If you approach XML as a type system, the concept of document loses its first-class status (or at least should, in my opinion). It is interesting that the concept of document (even physical document as file) has crept into programming languages, and has caused problems there as well. The C language include directive is a physical rather than a logical mechanism. When you try to build a database-driven incremental build system, includes become problematic.

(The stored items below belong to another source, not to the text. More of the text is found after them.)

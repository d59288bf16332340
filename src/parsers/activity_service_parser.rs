use regex::Regex;

use super::Parser;
use crate::error::Result;
use crate::item::{ActivityServiceItem, ServiceRecord};

/// A parser for 'APP SERVICES' sections (`dumpsys activity service all`).
///
/// Each `SERVICE <component> <hash> pid=<n>` header becomes one record.
pub struct ActivityServiceParser {
    service: Regex,
}

impl Default for ActivityServiceParser {
    fn default() -> Self {
        Self::new().expect("Failed to create the Activity Service Parser")
    }
}

impl ActivityServiceParser {
    pub fn new() -> Result<Self> {
        Ok(ActivityServiceParser {
            service: Regex::new(r"^\s*SERVICE (\S+) \w+ (?:pid=(\d+)|\(not running\))")?,
        })
    }
}

impl Parser for ActivityServiceParser {
    type Item = ActivityServiceItem;

    fn parse<S: AsRef<str>>(&self, lines: &[S]) -> Option<ActivityServiceItem> {
        let services: Vec<ServiceRecord> = lines
            .iter()
            .filter_map(|line| self.service.captures(line.as_ref()))
            .map(|caps| ServiceRecord {
                component: caps[1].to_string(),
                pid: caps.get(2).and_then(|pid| pid.as_str().parse().ok()),
            })
            .collect();
        (!services.is_empty()).then_some(ActivityServiceItem { services })
    }
}

#[cfg(test)]
mod tests {
    use super::*;

    #[test]
    fn test_parse_services() {
        let lines = [
            "SERVICE com.android.phone/.TelephonyDebugService 41b5f3f8 pid=1337",
            "  Client:",
            "    nothing to dump",
            "SERVICE com.google.android.gms/.Foo 4102a5c0 (not running)",
        ];
        let item = ActivityServiceParser::default().parse(&lines).unwrap();
        assert_eq!(item.services.len(), 2);
        assert_eq!(item.services[0].component, "com.android.phone/.TelephonyDebugService");
        assert_eq!(item.services[0].pid, Some(1337));
        assert_eq!(item.services[1].pid, None);
    }

    #[test]
    fn test_no_services() {
        assert!(ActivityServiceParser::default().parse(&["No services"]).is_none());
    }
}
use regex::Regex;

use super::{parse_duration_ms, Parser};
use crate::error::Result;
use crate::item::{WakelockInfo, WakelockItem, WakelockType};

/// Number of wakelocks kept per list. batterystats prints each list sorted by
/// held time, so these are the top holders.
pub const TOP_WAKELOCK_COUNT: usize = 5;

/// Parses one batterystats wakelock list:
///
/// ```text
///   Kernel Wake lock PowerManagerService.WakeLocks: 1h 3m 37s 623ms (3 times) realtime
///   Wake lock u0a7 NlpWakeLock: 8m 13s 203ms (1485 times) realtime
/// ```
///
/// The list ends at the first blank line after an entry.
pub struct WakelockParser {
    kernel: Regex,
    partial: Regex,
}

impl Default for WakelockParser {
    fn default() -> Self {
        Self::new().expect("Failed to create the Wakelock Parser")
    }
}

impl WakelockParser {
    pub fn new() -> Result<Self> {
        Ok(WakelockParser {
            kernel: Regex::new(r"^\s*Kernel Wake lock (.+?)\s*: (.+?) \((\d+) times\) realtime")?,
            partial: Regex::new(r"^\s*Wake lock (\S+) (.+?): (.+?) \((\d+) times\) realtime")?,
        })
    }

    fn parse_line(&self, line: &str) -> Option<WakelockInfo> {
        if let Some(caps) = self.kernel.captures(line) {
            return Some(WakelockInfo {
                name: caps[1].to_string(),
                uid: None,
                wakelock_type: WakelockType::Kernel,
                held_time_ms: parse_duration_ms(&caps[2])?,
                count: caps[3].parse().ok()?,
            });
        }
        let caps = self.partial.captures(line)?;
        Some(WakelockInfo {
            name: caps[2].to_string(),
            uid: Some(caps[1].to_string()),
            wakelock_type: WakelockType::Partial,
            held_time_ms: parse_duration_ms(&caps[3])?,
            count: caps[4].parse().ok()?,
        })
    }
}

impl Parser for WakelockParser {
    type Item = WakelockItem;

    fn parse<S: AsRef<str>>(&self, lines: &[S]) -> Option<WakelockItem> {
        let mut item = WakelockItem::default();
        for line in lines {
            let line = line.as_ref();
            if line.trim().is_empty() {
                if item.wakelocks.is_empty() {
                    continue;
                }
                break;
            }
            if let Some(wakelock) = self.parse_line(line) {
                item.wakelocks.push(wakelock);
                if item.wakelocks.len() == TOP_WAKELOCK_COUNT {
                    break;
                }
            }
        }
        (!item.wakelocks.is_empty()).then_some(item)
    }
}

#[cfg(test)]
mod tests {
    use super::*;

    #[test]
    fn test_kernel_wakelocks_top_five() {
        let lines = [
            "  Kernel Wake lock PowerManagerService.WakeLocks: 1h 3m 37s 623ms (3 times) realtime",
            "  Kernel Wake lock event0-2656 : 3m 49s 268ms (2256 times) realtime",
            "  Kernel Wake lock KeyEvents: 2m 12s 1ms (25 times) realtime",
            "  Kernel Wake lock qcom_rx_wakelock: 1m 30s 10ms (320 times) realtime",
            "  Kernel Wake lock alarm: 1m 2s 3ms (44 times) realtime",
            "  Kernel Wake lock wlan_rx_wake: 40s 100ms (10 times) realtime",
            "  Kernel Wake lock radio-interface: 20s 9ms (3 times) realtime",
            "  Kernel Wake lock mmc0_detect: 1s 5ms (1 times) realtime",
        ];
        let item = WakelockParser::default().parse(&lines).unwrap();
        assert_eq!(item.wakelocks.len(), TOP_WAKELOCK_COUNT);

        let first = &item.wakelocks[0];
        assert_eq!(first.name, "PowerManagerService.WakeLocks");
        assert_eq!(first.wakelock_type, WakelockType::Kernel);
        assert_eq!(first.held_time_ms, 3_817_623);
        assert_eq!(first.count, 3);
        assert_eq!(item.wakelocks[1].name, "event0-2656");
        assert_eq!(item.wakelocks[4].name, "alarm");
    }

    #[test]
    fn test_partial_wakelocks_stop_at_blank_line() {
        let lines = [
            "",
            "  Wake lock u0a7 NlpWakeLock: 8m 13s 203ms (1485 times) realtime",
            "  Wake lock 1001 RILJ: 1m 43s 16ms (1458 times) realtime",
            "",
            "  Wake lock 1000 *alarm*: 1s (1 times) realtime",
        ];
        let item = WakelockParser::default().parse(&lines).unwrap();
        assert_eq!(item.wakelocks.len(), 2);
        assert_eq!(item.wakelocks[0].uid.as_deref(), Some("u0a7"));
        assert_eq!(item.wakelocks[0].name, "NlpWakeLock");
        assert_eq!(item.wakelocks[0].wakelock_type, WakelockType::Partial);
        assert_eq!(item.wakelocks[1].held_time_ms, 103_016);
    }

    #[test]
    fn test_no_wakelocks() {
        assert!(WakelockParser::default().parse(&["", "  nothing"]).is_none());
    }
}
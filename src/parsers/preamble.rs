use std::collections::{HashMap, VecDeque};

/// Sliding windows over the most recent raw lines, overall and per pid.
#[derive(Debug)]
pub(crate) struct Preamble {
    recent: VecDeque<String>,
    recent_size: usize,
    by_pid: HashMap<u32, VecDeque<String>>,
    pid_size: usize,
}

impl Preamble {
    pub fn new(recent_size: usize, pid_size: usize) -> Self {
        Preamble {
            recent: VecDeque::with_capacity(recent_size),
            recent_size,
            by_pid: HashMap::new(),
            pid_size,
        }
    }

    pub fn push(&mut self, pid: Option<u32>, line: &str) {
        push_bounded(&mut self.recent, self.recent_size, line);
        if let Some(pid) = pid {
            let window = self.by_pid.entry(pid).or_default();
            push_bounded(window, self.pid_size, line);
        }
    }

    /// The window of recent lines, oldest first, joined with `\n`.
    pub fn recent(&self) -> String {
        join(&self.recent)
    }

    pub fn for_pid(&self, pid: u32) -> String {
        self.by_pid.get(&pid).map(join).unwrap_or_default()
    }
}

fn push_bounded(window: &mut VecDeque<String>, size: usize, line: &str) {
    if size == 0 {
        return;
    }
    if window.len() == size {
        window.pop_front();
    }
    window.push_back(line.to_string());
}

fn join(window: &VecDeque<String>) -> String {
    window.iter().map(String::as_str).collect::<Vec<_>>().join("\n")
}
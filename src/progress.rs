use indicatif::{MultiProgress, ProgressBar, ProgressStyle};
use std::time::Duration;

/// Progress display for the CLI. Every method is a no-op when disabled.
pub struct ProgressTracker {
    multi: MultiProgress,
    enabled: bool,
}

impl ProgressTracker {
    pub fn new(enabled: bool) -> Self {
        Self {
            multi: MultiProgress::new(),
            enabled,
        }
    }

    pub fn is_enabled(&self) -> bool {
        self.enabled
    }

    /// Spinner shown while one file is loaded and parsed.
    pub fn create_file_spinner(&self, description: &str) -> Option<ProgressBar> {
        if !self.enabled {
            return None;
        }

        let pb = self.multi.add(ProgressBar::new_spinner());
        if let Ok(style) = ProgressStyle::default_spinner().template("{spinner:.green} {msg}") {
            pb.set_style(style);
        }
        pb.enable_steady_tick(Duration::from_millis(100));
        pb.set_message(format!("Parsing {}...", description));
        Some(pb)
    }

    pub fn finish_with_message(pb: Option<ProgressBar>, message: &str) {
        if let Some(pb) = pb {
            pb.finish_with_message(message.to_string());
        }
    }

    pub fn finish_and_clear(pb: Option<ProgressBar>) {
        if let Some(pb) = pb {
            pb.finish_and_clear();
        }
    }
}

#[cfg(test)]
mod tests {
    use super::*;

    #[test]
    fn test_progress_tracker_disabled() {
        let tracker = ProgressTracker::new(false);
        assert!(!tracker.is_enabled());
        assert!(tracker.create_file_spinner("bugreport.txt").is_none());
    }

    #[test]
    fn test_progress_tracker_enabled() {
        let tracker = ProgressTracker::new(true);
        let spinner = tracker.create_file_spinner("bugreport.txt");
        assert!(spinner.is_some());
        ProgressTracker::finish_with_message(spinner, "done");

        let spinner = tracker.create_file_spinner("kmsg.txt");
        ProgressTracker::finish_and_clear(spinner);
    }
}
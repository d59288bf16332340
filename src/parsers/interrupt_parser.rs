use regex::Regex;

use super::wakelock_parser::TOP_WAKELOCK_COUNT;
use super::{parse_duration_ms, Parser};
use crate::error::Result;
use crate::item::{InterruptCategory, InterruptInfo, InterruptItem};

/// Substrings (lowercase) that classify a wakeup reason; the first hit wins.
const CATEGORY_KEYWORDS: &[(&str, InterruptCategory)] = &[
    ("wlan", InterruptCategory::WifiInterrupt),
    ("wifi", InterruptCategory::WifiInterrupt),
    ("wcnss", InterruptCategory::WifiInterrupt),
    ("modem", InterruptCategory::ModemInterrupt),
    ("rmnet", InterruptCategory::ModemInterrupt),
    ("qmi", InterruptCategory::ModemInterrupt),
    ("alarm", InterruptCategory::AlarmInterrupt),
    ("rtc", InterruptCategory::AlarmInterrupt),
    ("adsp", InterruptCategory::AdspInterrupt),
];

/// Parses the batterystats wakeup reason list:
///
/// ```text
///   Wakeup reason 200:qcom,smd-rpm:222:fc4: 11m 49s 332ms (0 times) realtime
/// ```
///
/// Keeps the first [`TOP_WAKELOCK_COUNT`] entries, like the wakelock lists.
pub struct InterruptParser {
    reason: Regex,
}

impl Default for InterruptParser {
    fn default() -> Self {
        Self::new().expect("Failed to create the Interrupt Parser")
    }
}

impl InterruptParser {
    pub fn new() -> Result<Self> {
        Ok(InterruptParser {
            reason: Regex::new(r"^\s*Wakeup reason (.+?): (.+?) \((\d+) times\) realtime")?,
        })
    }

    pub fn classify(name: &str) -> InterruptCategory {
        let name = name.to_lowercase();
        CATEGORY_KEYWORDS
            .iter()
            .find(|(keyword, _)| name.contains(keyword))
            .map(|(_, category)| *category)
            .unwrap_or(InterruptCategory::UnknownInterrupt)
    }
}

impl Parser for InterruptParser {
    type Item = InterruptItem;

    fn parse<S: AsRef<str>>(&self, lines: &[S]) -> Option<InterruptItem> {
        let mut item = InterruptItem::default();
        for line in lines {
            let line = line.as_ref();
            if line.trim().is_empty() {
                if item.interrupts.is_empty() {
                    continue;
                }
                break;
            }
            let Some(caps) = self.reason.captures(line) else {
                continue;
            };
            let (Some(held_time_ms), Ok(count)) = (parse_duration_ms(&caps[2]), caps[3].parse::<u32>())
            else {
                continue;
            };
            item.interrupts.push(InterruptInfo {
                name: caps[1].to_string(),
                category: Self::classify(&caps[1]),
                held_time_ms,
                count,
            });
            if item.interrupts.len() == TOP_WAKELOCK_COUNT {
                break;
            }
        }
        (!item.interrupts.is_empty()).then_some(item)
    }
}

I would like to encourage the XML community to 1) pay attention to the lessons of 30 years of development in the arena programming and type languages, and 2) not get bogged down by the historical baggage of the M in XML.
Jeff Sussna
-----Original Message-----
From: owner-xml-dev at ic.ac.uk [mailto:owner-xml-dev at ic.ac.uk]On Behalf Of
Clark Evans
Sent: Thursday, February 18, 1999 9:09 PM
To: Marcus Carr
Cc: xml-dev at ic.ac.uk
Subject: Re: XML Information Set Requirements, W3C Note 18-February-1999
Marcus Carr wrote:
> I think you might be applying a meaning to that
> phrase that it doesn't deserve - it doesn't call XML
> a document standard, it uses the term "XML document",
> with document defined in the XML recommendation as:
>
> "A data object is an XML document if it is well-formed,
> as defined in this specification. A well-formed XML document
> may in addition be valid if it meets certain further constraints."
>
> This allows you to use the phrases "XML data object" and
> an "XML document" interchangeably.
>
> This isn't incongruous with stream markup - you just need to
> consider the stream as an XML document. Seriously though, you
> probably wouldn't have the same concerns about "XML data object" ...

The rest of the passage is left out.